Data entries
◇ ◇ ◇

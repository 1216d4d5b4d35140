//! Packer for the four true-color byte layouts.

use crate::classify::RgbTargets;
use crate::dither::Ditherer;
use crate::format::ColorFormat;
use crate::image::Rgba;

/// Channel quantization strategy: error diffusion or direct classification.
enum Quantizer {
    Dithered(Ditherer),
    Direct(RgbTargets),
}

/// Packs quantized RGB(A) pixels for a concrete true-color layout.
pub(crate) struct TrueColorPacker {
    layout: ColorFormat,
    alpha_byte: bool,
    bytes_per_pixel: usize,
    quantizer: Quantizer,
}

impl TrueColorPacker {
    /// Create a packer for `layout` (one of the four true-color formats).
    pub fn new(layout: ColorFormat, width: u32, dither: bool, alpha_byte: bool) -> Self {
        let targets = RgbTargets::for_format(layout)
            .unwrap_or_else(|| unreachable!("{layout} is not a true-color layout"));
        Self {
            layout,
            alpha_byte,
            bytes_per_pixel: layout
                .bytes_per_pixel(alpha_byte)
                .unwrap_or_else(|| unreachable!()),
            quantizer: if dither {
                Quantizer::Dithered(Ditherer::new(width, targets))
            } else {
                Quantizer::Direct(targets)
            },
        }
    }

    /// Start a new scanline: resets the ditherer's in-row carry.
    pub fn start_row(&mut self) {
        if let Quantizer::Dithered(d) = &mut self.quantizer {
            d.start_row();
        }
    }

    /// Quantize `px` and write its bytes for position `(x, y)` into `out`.
    pub fn pack(&mut self, out: &mut [u8], px: Rgba, x: u32, y: u32, width: u32) {
        let (r, g, b) = match &mut self.quantizer {
            Quantizer::Dithered(d) => d.quantize(px.r, px.g, px.b, x as usize),
            Quantizer::Direct(t) => t.quantize(px.r, px.g, px.b),
        };

        let offset = (y as usize * width as usize + x as usize) * self.bytes_per_pixel;
        match self.layout {
            ColorFormat::TrueColor332 => {
                out[offset] = r | (g >> 3) | (b >> 6);
                if self.alpha_byte {
                    out[offset + 1] = px.a;
                }
            }
            ColorFormat::TrueColor565 | ColorFormat::TrueColor565Swap => {
                let c16 = ((r as u16) << 8) | ((g as u16) << 3) | ((b as u16) >> 3);
                let [lo, hi] = c16.to_le_bytes();
                if self.layout == ColorFormat::TrueColor565 {
                    out[offset] = lo;
                    out[offset + 1] = hi;
                } else {
                    out[offset] = hi;
                    out[offset + 1] = lo;
                }
                if self.alpha_byte {
                    out[offset + 2] = px.a;
                }
            }
            ColorFormat::TrueColor888 => {
                out[offset] = b;
                out[offset + 1] = g;
                out[offset + 2] = r;
                out[offset + 3] = px.a;
            }
            _ => unreachable!("constructor only accepts true-color layouts"),
        }
    }
}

◇ ◇ ◇

§ **The problem**
In the entries above, find each line containing the string "RgbTargets" and copy it.

§ **Reply to the task**
use crate::classify::RgbTargets;
    Direct(RgbTargets),
        let targets = RgbTargets::for_format(layout)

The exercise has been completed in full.